Work order: Among the entries below, one stretch runs from the line that contains "export_json(&results, path).await?;" through the line that contains "struct TableResolver(HashMap<&'static str, &'static". Repeat that stretch exactly, ends included, and only that.

(Stored items)
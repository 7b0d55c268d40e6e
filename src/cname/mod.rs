//! Batch CNAME resolution.
//!
//! Reads a domain list, walks each domain's chain and keeps the non-empty
//! chains in a mapping ordered like the input. This is the library side of
//! the `cname` subcommand.

use anyhow::{Context, Result};
use futures::stream::{self, StreamExt};
use indexmap::IndexMap;
use log::{debug, info};
use std::io::Write;
use std::time::Instant;

use crate::app::{log_progress, print_error_statistics};
use crate::config::CnameConfig;
use crate::dns::{resolve_cname_chain, CnameLookup};
use crate::domain::normalize_domain;
use crate::error_handling::ProcessingStats;
use crate::export::{export_csv, export_json, to_pretty_json};
use crate::initialization::init_resolver;
use crate::input::read_lines;

/// Domain → flattened CNAME chain, in input order.
///
/// Only domains with at least one chain entry are present.
pub type CnameMap = IndexMap<String, Vec<String>>;

/// Summary of a completed CNAME run.
#[derive(Debug, Clone)]
pub struct CnameReport {
    /// Domains read from the input list
    pub total_domains: usize,
    /// Domains that ended up in the result mapping
    pub domains_with_chains: usize,
    pub elapsed_seconds: f64,
    pub results: CnameMap,
}

/// Resolves the CNAME chain of every domain in `domains`.
///
/// Up to `concurrency` walks run at once, but results are consumed in input
/// order, so the mapping's insertion order always follows the list. Names are
/// normalized before lookup; names that normalize to nothing are skipped.
/// A domain listed twice keeps its first position and its last non-empty
/// chain.
pub async fn resolve_cnames<R>(
    domains: &[String],
    depth: u32,
    concurrency: usize,
    resolver: &R,
    stats: &ProcessingStats,
) -> CnameMap
where
    R: CnameLookup + ?Sized,
{
    let walks = stream::iter(domains.iter())
        .map(|domain| normalize_domain(domain))
        .filter(|domain| futures::future::ready(!domain.is_empty()))
        .map(|domain| async move {
            let chain = resolve_cname_chain(&domain, depth, resolver, stats).await;
            (domain, chain)
        })
        .buffered(concurrency.max(1));
    futures::pin_mut!(walks);

    let mut results = CnameMap::new();
    while let Some((domain, chain)) = walks.next().await {
        if chain.is_empty() {
            debug!("{domain}: no CNAME chain");
            continue;
        }
        // insert keeps the original slot of an existing key
        results.insert(domain, chain);
    }
    results
}

/// Runs the `cname` subcommand.
///
/// Prints the result mapping as pretty JSON to `out`, then writes the
/// optional JSON and CSV exports.
///
/// # Errors
///
/// Fails when the domain list or resolver list cannot be read, when the
/// resolver list yields no nameservers, or when an export cannot be written.
/// Individual lookup failures are logged and counted instead.
pub async fn run_cname<W: Write>(config: &CnameConfig, out: &mut W) -> Result<CnameReport> {
    let start_time = Instant::now();

    let domains = read_lines(&config.list)
        .await
        .with_context(|| format!("Failed to read domain list: {}", config.list.display()))?;
    info!(
        "Resolving CNAME chains for {} domains (depth {}, concurrency {})",
        domains.len(),
        config.depth,
        config.concurrency
    );

    let resolver = init_resolver(config.resolvers.as_deref(), config.dns_timeout_seconds)
        .await
        .context("Failed to initialize DNS resolver")?;

    let stats = ProcessingStats::new();
    let results = resolve_cnames(
        &domains,
        config.depth,
        config.concurrency,
        resolver.as_ref(),
        &stats,
    )
    .await;
    log_progress("domains", start_time, domains.len());

    let json = to_pretty_json(&results)?;
    writeln!(out, "{json}").context("Failed to write results to stdout")?;

    if let Some(path) = &config.output {
        export_json(&results, path).await?;
        info!("Results written to {}", path.display());
    }
    if let Some(path) = &config.csv {
        let rows = export_csv(&results, path)?;
        info!("{} CSV rows written to {}", rows, path.display());
    }

    print_error_statistics(&stats);

    Ok(CnameReport {
        total_domains: domains.len(),
        domains_with_chains: results.len(),
        elapsed_seconds: start_time.elapsed().as_secs_f64(),
        results,
    })
}

#[cfg(test)]
mod tests {
    use super::*;
    use crate::dns::{CnameAnswer, EmptyReason};
    use crate::error_handling::DnsLookupError;
    use futures::future::BoxFuture;
    use std::collections::HashMap;
    use std::path::PathBuf;
    use std::time::Duration;

    /// Answers from a fixed table; names starting with "slow" answer late.
    struct TableResolver(HashMap<&'static str, &'static [&'static str]>);

    impl CnameLookup for TableResolver {
        fn lookup_cname<'a>(
            &'a self,
            domain: &'a str,
        ) -> BoxFuture<'a, Result<CnameAnswer, DnsLookupError>> {
            Box::pin(async move {
                if domain.starts_with("slow") {
                    tokio::time::sleep(Duration::from_millis(30)).await;
                }
                Ok(match self.0.get(domain) {
                    Some(targets) => {
                        CnameAnswer::Targets(targets.iter().map(|t| t.to_string()).collect())
                    }
                    None => CnameAnswer::Empty(EmptyReason::NoAnswer),
                })
            })
        }
    }

    fn resolver() -> TableResolver {
        let mut table: HashMap<&'static str, &'static [&'static str]> = HashMap::new();
        table.insert("a.com", &["b.com"]);
        table.insert("b.com", &["c.com"]);
        table.insert("slow.com", &["fast.net"]);
        table.insert("x.com", &["y.net"]);
        TableResolver(table)
    }

    fn list(names: &[&str]) -> Vec<String> {
        names.iter().map(|n| n.to_string()).collect()
    }

    #[tokio::test]
    async fn test_domains_without_chain_are_omitted() {
        let stats = ProcessingStats::new();
        let results = resolve_cnames(
            &list(&["a.com", "plain.com"]),
            5,
            4,
            &resolver(),
            &stats,
        )
        .await;

        assert_eq!(results.len(), 1);
        assert_eq!(results["a.com"], vec!["b.com", "c.com"]);
    }

    #[tokio::test]
    async fn test_order_follows_input_under_concurrency() {
        let stats = ProcessingStats::new();
        let results = resolve_cnames(
            &list(&["slow.com", "x.com", "a.com"]),
            5,
            3,
            &resolver(),
            &stats,
        )
        .await;

        let keys: Vec<&String> = results.keys().collect();
        assert_eq!(keys, vec!["slow.com", "x.com", "a.com"]);
    }

    #[tokio::test]
    async fn test_sequential_and_concurrent_runs_agree() {
        let domains = list(&["a.com", "slow.com", "nothing.org", "x.com"]);
        let stats = ProcessingStats::new();
        let sequential = resolve_cnames(&domains, 5, 1, &resolver(), &stats).await;
        let concurrent = resolve_cnames(&domains, 5, 10, &resolver(), &stats).await;
        assert_eq!(sequential, concurrent);
    }

    #[tokio::test]
    async fn test_keys_are_normalized_and_blank_names_skipped() {
        let stats = ProcessingStats::new();
        let results =
            resolve_cnames(&list(&["A.COM.", "  ", "."]), 5, 2, &resolver(), &stats).await;

        assert_eq!(results.keys().collect::<Vec<_>>(), vec!["a.com"]);
    }

    #[tokio::test]
    async fn test_duplicate_domain_keeps_first_position() {
        let stats = ProcessingStats::new();
        let results = resolve_cnames(
            &list(&["x.com", "a.com", "x.com"]),
            5,
            2,
            &resolver(),
            &stats,
        )
        .await;

        let keys: Vec<&String> = results.keys().collect();
        assert_eq!(keys, vec!["x.com", "a.com"]);
        assert_eq!(results["x.com"], vec!["y.net"]);
    }

    #[tokio::test]
    async fn test_zero_concurrency_is_treated_as_sequential() {
        let stats = ProcessingStats::new();
        let results = resolve_cnames(&list(&["a.com"]), 1, 0, &resolver(), &stats).await;
        assert_eq!(results["a.com"], vec!["b.com"]);
    }

    #[tokio::test]
    async fn test_run_cname_missing_list_fails() {
        let config = CnameConfig {
            list: PathBuf::from("/nonexistent/domains.txt"),
            ..Default::default()
        };
        let mut out = Vec::new();

        let error = run_cname(&config, &mut out).await.unwrap_err();

        assert!(format!("{error:#}").contains("Failed to read domain list"));
        assert!(out.is_empty());
    }

    #[tokio::test]
    async fn test_run_cname_empty_resolver_list_fails() {
        let dir = tempfile::tempdir().unwrap();
        let domains = dir.path().join("domains.txt");
        let resolvers = dir.path().join("resolvers.txt");
        std::fs::write(&domains, "example.com\n").unwrap();
        std::fs::write(&resolvers, "# nothing here\n\n").unwrap();
        let config = CnameConfig {
            list: domains,
            resolvers: Some(resolvers),
            ..Default::default()
        };
        let mut out = Vec::new();

        let error = run_cname(&config, &mut out).await.unwrap_err();

        assert!(format!("{error:#}").contains("Failed to initialize DNS resolver"));
    }

    fn unwritable_config(dir: &std::path::Path) -> CnameConfig {
        let domains = dir.join("domains.txt");
        std::fs::write(&domains, "# nothing to resolve\n").unwrap();
        CnameConfig {
            list: domains,
            concurrency: 1,
            dns_timeout_seconds: 1,
            ..Default::default()
        }
    }

    #[tokio::test]
    async fn test_run_cname_unwritable_json_fails_after_printing() {
        let dir = tempfile::tempdir().unwrap();
        let config = CnameConfig {
            output: Some(PathBuf::from("/nonexistent/dir/out.json")),
            ..unwritable_config(dir.path())
        };
        let mut out = Vec::new();

        let error = run_cname(&config, &mut out).await.unwrap_err();

        assert!(format!("{error:#}").contains("Failed to write output file"));
        assert_eq!(String::from_utf8(out).unwrap(), "{}\n");
    }

    #[tokio::test]
    async fn test_run_cname_unwritable_csv_fails_after_printing() {
        let dir = tempfile::tempdir().unwrap();
        let config = CnameConfig {
            csv: Some(PathBuf::from("/nonexistent/dir/out.csv")),
            ..unwritable_config(dir.path())
        };
        let mut out = Vec::new();

        let error = run_cname(&config, &mut out).await.unwrap_err();

        assert!(format!("{error:#}").contains("Failed to create CSV file"));
        assert_eq!(String::from_utf8(out).unwrap(), "{}\n");
    }

    #[tokio::test]
    async fn test_run_cname_empty_list_prints_braces() {
        let dir = tempfile::tempdir().unwrap();
        let domains = dir.path().join("domains.txt");
        let json_out = dir.path().join("out.json");
        let csv_out = dir.path().join("out.csv");
        std::fs::write(&domains, "\n# only comments\n").unwrap();
        let config = CnameConfig {
            list: domains,
            output: Some(json_out.clone()),
            csv: Some(csv_out.clone()),
            resolvers: None,
            depth: 5,
            concurrency: 1,
            dns_timeout_seconds: 1,
        };
        let mut out = Vec::new();

        let report = run_cname(&config, &mut out).await.unwrap();

        assert_eq!(report.total_domains, 0);
        assert_eq!(String::from_utf8(out).unwrap(), "{}\n");
        assert_eq!(std::fs::read_to_string(json_out).unwrap(), "{}");
        assert_eq!(std::fs::read_to_string(csv_out).unwrap(), "");
    }
}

Exercise answer:
        export_json(&results, path).await?;
        info!("Results written to {}", path.display());
    }
    if let Some(path) = &config.csv {
        let rows = export_csv(&results, path)?;
        info!("{} CSV rows written to {}", rows, path.display());
    }

    print_error_statistics(&stats);

    Ok(CnameReport {
        total_domains: domains.len(),
        domains_with_chains: results.len(),
        elapsed_seconds: start_time.elapsed().as_secs_f64(),
        results,
    })
}

#[cfg(test)]
mod tests {
    use super::*;
    use crate::dns::{CnameAnswer, EmptyReason};
    use crate::error_handling::DnsLookupError;
    use futures::future::BoxFuture;
    use std::collections::HashMap;
    use std::path::PathBuf;
    use std::time::Duration;

    /// Answers from a fixed table; names starting with "slow" answer late.
    struct TableResolver(HashMap<&'static str, &'static [&'static str]>);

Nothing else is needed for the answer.